269 S.E.2d 787, 221 Va. 232, 1980 Va. LEXIS 240
CourtSupreme Court of Virginia
DecidedAugust 28, 1980
DocketRecord 790200
StatusPublished
Cited by23 cases

This text of 269 S.E.2d 787 (Sundin v. Klein) is published on Counsel Stack Legal Research, covering Supreme Court of Virginia primary law. Counsel Stack provides free access to over 12 million legal documents including statutes, case law, regulations, and constitutions.

Bluebook
Sundin v. Klein, 269 S.E.2d 787, 221 Va. 232, 1980 Va. LEXIS 240 (Va. 1980).

Opinion

CARRICO, J.,

delivered the opinion of the Court.

Appealing from an adverse ruling and espousing the common law maxim that no person should be permitted to profit by his own wrong, the executrices of the estate of a murdered wife ask us to reverse the judgment appealed from and to order that a constructive trust be impressed upon land held by the wife and her slayer-husband as tenants by the entirety. This request arises against the following background:

By deed dated December 17, 1971, Marcia Lane Cross and Walter Dounton Cross, her husband, acquired as tenants by the entirety with survivorship one acre of land on Powellton Avenue in the Town of Wachapreague. On August 13, 1977, Walter shot and killed Marcia. For her death, he was convicted of second degree murder. This court refused his petition for appeal. 219 Va. lxviii (1978), cert. denied, 440 U.S. 937 (1979).

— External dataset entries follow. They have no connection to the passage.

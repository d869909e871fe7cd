//! Ethernet Context Information Element
//!
//! The Ethernet Context Information IE is a grouped IE that provides additional context
//! for Ethernet PDU sessions. Per 3GPP TS 29.244 Section 7.5.4.21 Table 7.5.4.21-1
//! (IE type 254), this is an R18 enhancement for advanced Ethernet session management.

use crate::ie::mac_addresses_detected::MacAddressesDetected;
use crate::ie::mac_addresses_removed::MacAddressesRemoved;
use crate::ie::{Ie, IeType};
use std::io;

/// Ethernet Context Information (Grouped IE)
///
/// Provides additional Ethernet session context including MAC address learning events.
///
/// # 3GPP Reference
/// 3GPP TS 29.244 Section 7.5.4.21 Table 7.5.4.21-1 (IE Type 254) - R18
///
/// # Structure (Grouped IE containing):
/// - MAC Addresses Detected (optional)
/// - MAC Addresses Removed (optional)
///
/// # Examples
///
/// ```
/// use pfcp_core::ie::ethernet_context_information::{EthernetContextInformation, EthernetContextInformationBuilder};
/// use pfcp_core::ie::mac_addresses_detected::MacAddressesDetected;
/// use pfcp_core::ie::mac_address::MacAddress;
///
/// // Create with detected MAC addresses
/// let mac1 = MacAddress::source([0x00, 0x11, 0x22, 0x33, 0x44, 0x55]);
/// let detected = MacAddressesDetected::new(vec![mac1]).unwrap();
///
/// let context = EthernetContextInformationBuilder::new()
///     .mac_addresses_detected(detected)
///     .build()
///     .unwrap();
/// ```
#[derive(Debug, Clone, PartialEq, Eq)]
pub struct EthernetContextInformation {
    /// MAC Addresses Detected (optional)
    pub mac_addresses_detected: Option<MacAddressesDetected>,
    /// MAC Addresses Removed (optional)
    pub mac_addresses_removed: Option<MacAddressesRemoved>,
}

impl EthernetContextInformation {
    /// Create a new empty Ethernet Context Information
    pub fn new() -> Self {
        EthernetContextInformation {
            mac_addresses_detected: None,
            mac_addresses_removed: None,
        }
    }

    /// Marshal Ethernet Context Information to bytes (grouped IE format)
    pub fn marshal(&self) -> Vec<u8> {
        let mut ies = Vec::new();

        if let Some(detected) = &self.mac_addresses_detected {
            ies.push(detected.to_ie());
        }
        if let Some(removed) = &self.mac_addresses_removed {
            ies.push(removed.to_ie());
        }

        let mut data = Vec::new();
        for ie in ies {
            data.extend_from_slice(&ie.marshal());
        }
        data
    }

    /// Unmarshal Ethernet Context Information from bytes
    ///
    /// # Arguments
    /// * `payload` - Grouped IE payload containing child IEs
    pub fn unmarshal(payload: &[u8]) -> Result<Self, io::Error> {
        let mut mac_addresses_detected = None;
        let mut mac_addresses_removed = None;

        let mut offset = 0;
        while offset < payload.len() {
            let ie = Ie::unmarshal(&payload[offset..])?;
            match ie.ie_type {
                IeType::MacAddressesDetected => {
                    mac_addresses_detected = Some(MacAddressesDetected::unmarshal(&ie.payload)?);
                }
                IeType::MacAddressesRemoved => {
                    mac_addresses_removed = Some(MacAddressesRemoved::unmarshal(&ie.payload)?);
                }
                _ => {
                    // Ignore unknown IEs for forward compatibility
                }
            }
            offset += ie.len() as usize;
        }

        Ok(EthernetContextInformation {
            mac_addresses_detected,
            mac_addresses_removed,
        })
    }

    /// Convert to generic IE
    pub fn to_ie(&self) -> Ie {
        Ie::new(IeType::EthernetContextInformation, self.marshal())
    }
}

impl Default for EthernetContextInformation {
    fn default() -> Self {
        Self::new()
    }
}

/// Builder for Ethernet Context Information
///
/// Provides an ergonomic way to construct Ethernet Context Information IEs.
///
/// # Examples
///
/// ```
/// use pfcp_core::ie::ethernet_context_information::EthernetContextInformationBuilder;
/// use pfcp_core::ie::mac_addresses_detected::MacAddressesDetected;
/// use pfcp_core::ie::mac_addresses_removed::MacAddressesRemoved;
/// use pfcp_core::ie::mac_address::MacAddress;
///
/// // Report detected MAC addresses
/// let mac1 = MacAddress::source([0x00, 0x11, 0x22, 0x33, 0x44, 0x55]);
/// let detected = MacAddressesDetected::new(vec![mac1]).unwrap();
///
/// let context = EthernetContextInformationBuilder::new()
///     .mac_addresses_detected(detected)
///     .build()
///     .unwrap();
///
/// // Report removed MAC addresses
/// let mac2 = MacAddress::source([0xAA, 0xBB, 0xCC, 0xDD, 0xEE, 0xFF]);
/// let removed = MacAddressesRemoved::new(vec![mac2]).unwrap();
///
/// let context2 = EthernetContextInformationBuilder::new()
///     .mac_addresses_removed(removed)
///     .build()
///     .unwrap();
///
/// // Report both detected and removed
/// let mac3 = MacAddress::source([0x11, 0x22, 0x33, 0x44, 0x55, 0x66]);
/// let mac4 = MacAddress::source([0x77, 0x88, 0x99, 0xAA, 0xBB, 0xCC]);
/// let detected2 = MacAddressesDetected::new(vec![mac3]).unwrap();
/// let removed2 = MacAddressesRemoved::new(vec![mac4]).unwrap();
///
/// let context3 = EthernetContextInformationBuilder::new()
///     .mac_addresses_detected(detected2)
///     .mac_addresses_removed(removed2)
///     .build()
///     .unwrap();
/// ```
#[derive(Debug, Clone, Default)]
pub struct EthernetContextInformationBuilder {
    mac_addresses_detected: Option<MacAddressesDetected>,
    mac_addresses_removed: Option<MacAddressesRemoved>,
}

impl EthernetContextInformationBuilder {
    /// Create a new builder
    pub fn new() -> Self {
        EthernetContextInformationBuilder {
            mac_addresses_detected: None,
            mac_addresses_removed: None,
        }
    }

    /// Set MAC addresses detected
    pub fn mac_addresses_detected(mut self, detected: MacAddressesDetected) -> Self {
        self.mac_addresses_detected = Some(detected);
        self
    }

    /// Set MAC addresses removed
    pub fn mac_addresses_removed(mut self, removed: MacAddressesRemoved) -> Self {
        self.mac_addresses_removed = Some(removed);
        self
    }

    /// Build the Ethernet Context Information
    pub fn build(self) -> Result<EthernetContextInformation, io::Error> {
        Ok(EthernetContextInformation {
            mac_addresses_detected: self.mac_addresses_detected,
            mac_addresses_removed: self.mac_addresses_removed,
        })
    }
}
impl Ie {
    /// Creates a new IE.
    pub fn new(ie_type: IeType, payload: Vec<u8>) -> Self {
        Ie {
            ie_type,
            enterprise_id: None,
            payload,
            child_ies: Vec::new(),
        }
    }

    /// Creates a new vendor-specific IE.
    pub fn new_vendor_specific(ie_type: IeType, enterprise_id: u16, payload: Vec<u8>) -> Self {
        Ie {
            ie_type,
            enterprise_id: Some(enterprise_id),
            payload,
            child_ies: Vec::new(),
        }
    }

    /// Creates a new grouped IE.
    pub fn new_grouped(ie_type: IeType, ies: Vec<Ie>) -> Self {
        let mut payload = Vec::new();
        for ie in &ies {
            payload.extend_from_slice(&ie.marshal());
        }
        Ie {
            ie_type,
            enterprise_id: None,
            payload,
            child_ies: ies,
        }
    }

    /// Returns the length of the IE in bytes.
    pub fn len(&self) -> u16 {
        let mut length = 4; // Type (2) + Length (2)
        if self.is_vendor_specific() {
            length += 2;
        }
        length += self.payload.len() as u16;
        length
    }

    /// Reports whether an IE is empty.
    pub fn is_empty(&self) -> bool {
        self.payload.is_empty()
    }

    /// Reports whether an IE is vendor-specific.
    pub fn is_vendor_specific(&self) -> bool {
        self.enterprise_id.is_some() || (self.ie_type as u16) & 0x8000 != 0
    }

    /// Serializes the IE into a byte vector.
    pub fn marshal(&self) -> Vec<u8> {
        let mut data = Vec::new();
        self.marshal_into(&mut data);
        data
    }

    /// Serializes the IE into an existing buffer.
    ///
    /// This method appends the marshaled IE to the provided buffer,
    /// allowing for buffer reuse and avoiding allocations.
    ///
    /// # Examples
    ///
    /// ```
    /// use pfcp_core::ie::{Ie, IeType};
    ///
    /// let ie = Ie::new(IeType::Cause, vec![1]);
    ///
    /// // Reuse buffer for multiple IEs
    /// let mut buf = Vec::new();
    /// ie.marshal_into(&mut buf);
    /// // Process buf...
    /// buf.clear();
    /// ie.marshal_into(&mut buf);
    /// ```
    pub fn marshal_into(&self, buf: &mut Vec<u8>) {
        buf.extend_from_slice(&(self.ie_type as u16).to_be_bytes());

        let length = if self.is_vendor_specific() {
            self.payload.len() as u16 + 2
        } else {
            self.payload.len() as u16
        };
        buf.extend_from_slice(&length.to_be_bytes());

        if let Some(eid) = self.enterprise_id {
            buf.extend_from_slice(&eid.to_be_bytes());
        }

        buf.extend_from_slice(&self.payload);
    }

    /// Returns true if the IE type legitimately supports zero-length encoding.
    ///
    /// Per 3GPP TS 29.244 Release 18, certain IEs support zero-length to indicate
    /// "clear/reset" semantics in update operations (different from omitting the IE).
    ///
    /// # Zero-Length Semantics in Update Operations
    /// - **IE Omitted**: "No change" - keep existing value
    /// - **IE Present with Value**: "Update" - change to new value
    /// - **IE Present with Zero-Length**: "Clear/Reset" - remove value
    ///
    /// # IE Encoding Pattern Analysis
    ///
    /// Only **pure OCTET STRING IEs** (no internal structure) can be zero-length:
    ///
    /// ## ✅ Allowlisted (Zero-Length Valid)
    /// These IEs are pure OCTET STRING with no internal structure:
    /// - **Network Instance (Type 22)**: Clear network routing context in Update FAR
    /// - **APN/DNN (Type 159)**: Default APN (empty network name)
    /// - **Forwarding Policy (Type 41)**: Clear policy identifier
    ///
    /// ## ❌ Not Allowlisted (Cannot Be Zero-Length)
    /// All other IEs have structure that prevents zero-length at protocol level:
    ///
    /// **Structured OCTET STRING** (have type/flag bytes):
    /// - User ID (Type 141): Requires 1 byte type field (IMSI/IMEI/NAI/etc.)
    /// - Redirect Information: Requires 1 byte address type + address
    /// - Header Enrichment: Requires type + name + value structure
    ///
    /// **Flow Descriptions** (cannot be empty per specification):
    /// - SDF Filter (Type 23): Requires flow description
    /// - Application ID (Type 24): Requires application identifier
    ///
    /// **Fixed-Length/Flags** (always > 0):
    /// - All integer IDs (PDR ID, FAR ID, QER ID, URR ID)
    /// - Timestamps and counters
    /// - Bitflag IEs (Apply Action, Measurement Method, etc.)
    ///
    /// # Important Distinction
    /// Some IEs like User ID can have **empty value fields** (e.g., NAI type with no name),
    /// but still require their **structure bytes** (type field), so they cannot be
    /// zero-length at the IE protocol level.
    fn allows_zero_length(ie_type: IeType) -> bool {
        matches!(
            ie_type,
            IeType::NetworkInstance     // TS 29.244 R18 Section 8.2.4: Zero-length valid
            | IeType::ApnDnn            // TS 29.244 R18 Section 8.2.103: Empty = default APN
            | IeType::ForwardingPolicy // Variable-length string, empty = clear
        )
    }

    /// Deserializes a byte slice into an IE.
    pub fn unmarshal(b: &[u8]) -> Result<Self, io::Error> {
        if b.len() < 4 {
            return Err(io::Error::new(io::ErrorKind::InvalidData, "IE too short"));
        }

        // Read raw type value to preserve vendor bit (0x8000)
        let raw_type = u16::from_be_bytes([b[0], b[1]]);
        let ie_type = IeType::from(raw_type);
        let length = u16::from_be_bytes([b[2], b[3]]);

        // Security: Reject zero-length IEs except for explicitly allowlisted types.
        // Per 3GPP TS 29.244 Release 18, certain IEs legitimately support zero-length
        // to indicate "clear/reset" semantics in update operations.
        // All other zero-length IEs are rejected to prevent DoS attacks.
        if length == 0 && !Self::allows_zero_length(ie_type) {
            return Err(io::Error::new(
                io::ErrorKind::InvalidData,
                format!(
                    "Zero-length IE not allowed for {:?} (IE type: {})",
                    ie_type, raw_type
                ),
            ));
        }

        let mut offset = 4;
        // Check vendor bit in RAW type value, not converted IeType
        let enterprise_id = if raw_type & 0x8000 != 0 {
            if b.len() < 6 {
                return Err(io::Error::new(
                    io::ErrorKind::InvalidData,
                    "Vendor-specific IE too short",
                ));
            }
            offset += 2;
            Some(u16::from_be_bytes([b[4], b[5]]))
        } else {
            None
        };

        // For vendor-specific IEs, length includes enterprise ID (2 bytes)
        // So actual payload length = length - 2
        let payload_length = if enterprise_id.is_some() && length >= 2 {
            length - 2
        } else if enterprise_id.is_some() {
            0 // Edge case: vendor IE with length < 2
        } else {
            length
        };

        let end = offset + payload_length as usize;
        if b.len() < end {
            return Err(io::Error::new(
                io::ErrorKind::InvalidData,
                "IE payload length mismatch",
            ));
        }
        let payload = b[offset..end].to_vec();

        Ok(Ie {
            ie_type,
            enterprise_id,
            payload,
            child_ies: Vec::new(), // Parsing child IEs will be handled separately
        })
    }

    // --- Value Accessors ---

    pub fn as_u8(&self) -> Result<u8, io::Error> {
        if self.payload.is_empty() {
            return Err(io::Error::new(
                io::ErrorKind::InvalidData,
                "Payload too short for u8",
            ));
        }
        Ok(self.payload[0])
    }

    pub fn as_u16(&self) -> Result<u16, io::Error> {
        if self.payload.len() < 2 {
            return Err(io::Error::new(
                io::ErrorKind::InvalidData,
                "Payload too short for u16",
            ));
        }
        Ok(u16::from_be_bytes([self.payload[0], self.payload[1]]))
    }

    pub fn as_u32(&self) -> Result<u32, io::Error> {
        if self.payload.len() < 4 {
            return Err(io::Error::new(
                io::ErrorKind::InvalidData,
                "Payload too short for u32",
            ));
        }
        Ok(u32::from_be_bytes([
            self.payload[0],
            self.payload[1],
            self.payload[2],
            self.payload[3],
        ]))
    }

    pub fn as_u64(&self) -> Result<u64, io::Error> {
        if self.payload.len() < 8 {
            return Err(io::Error::new(
                io::ErrorKind::InvalidData,
                "Payload too short for u64",
            ));
        }
        Ok(u64::from_be_bytes([
            self.payload[0],
            self.payload[1],
            self.payload[2],
            self.payload[3],
            self.payload[4],
            self.payload[5],
            self.payload[6],
            self.payload[7],
        ]))
    }

    pub fn as_string(&self) -> Result<String, io::Error> {
        String::from_utf8(self.payload.clone())
            .map_err(|e| io::Error::new(io::ErrorKind::InvalidData, e))
    }

    pub fn as_ies(&mut self) -> Result<&[Ie], io::Error> {
        if !self.child_ies.is_empty() {
            return Ok(&self.child_ies);
        }

        let mut offset = 0;
        while offset < self.payload.len() {
            let ie = Ie::unmarshal(&self.payload[offset..])?;
            let ie_len = ie.len() as usize;
            self.child_ies.push(ie);
            offset += ie_len;
        }
        Ok(&self.child_ies)
    }
}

By will dated May 11, 1973, Marcia devised to a sister a lot on Center Street in Wachapreague and, in the residuary clause, devised and bequeathed the rest of her estate in trust for the benefit of her two children. The will was probated, and Sandra Rhea Sundín and Martha Peppier, the executrices named therein, were appointed to administer the estate. They qualified and, on April 17, 1978, filed a motion for declaratory judgment against J. Nick Klein, III, as Walter’s committee.

In the motion, Marcia’s executrices alleged that any interest Walter acquired in the subject land upon Marcia’s death should be considered a part of her estate and disposed of according to the terms of her will. The motion concluded with a prayer that the court “adjudicate and determine the rights of the parties in and to” the subject land.

In his responsive pleading, the committee denied that Marcia’s estate had any interest in the property in question. The committee alleged that Walter’s interest in the land as surviving tenant “was vested ... at the time of the purchase of said property” in 1971.

During argument of the case below, counsel for Marcia’s executrices proposed that the trial court impress “a constructive trust on one half of the property” in question for the benefit of Marcia’s estate. Rejecting the proposal, the court ruled in its final decree that Walter “is the sole owner in fee simple” of the subject land.

*235 On appeal, the question for decision is whether Walter is the sole fee simple owner of the land in dispute or whether, because Walter murdered Marcia and has been convicted therefor, his rights in the property should be limited in some manner for the benefit of Marcia’s estate.

This specific question is one of first impression in Virginia. 1 It would appear, therefore, that the way is clear for this court to consider whether a remedy exists to correct what counsel for Marcia’s estate calls an “obvious wrong” and to avoid a result the same counsel terms “repugnant.” Walter’s committee, however, insists that a Virginia statute, Code § 64.1-18, stands in the way of such consideration. In pertinent part, the Code section provides:

“No person shall acquire by descent or distribution or by will any interest in the estate of another, nor receive any payment under any policy of life insurance upon the life of another, for whose death such person has been convicted of murder.”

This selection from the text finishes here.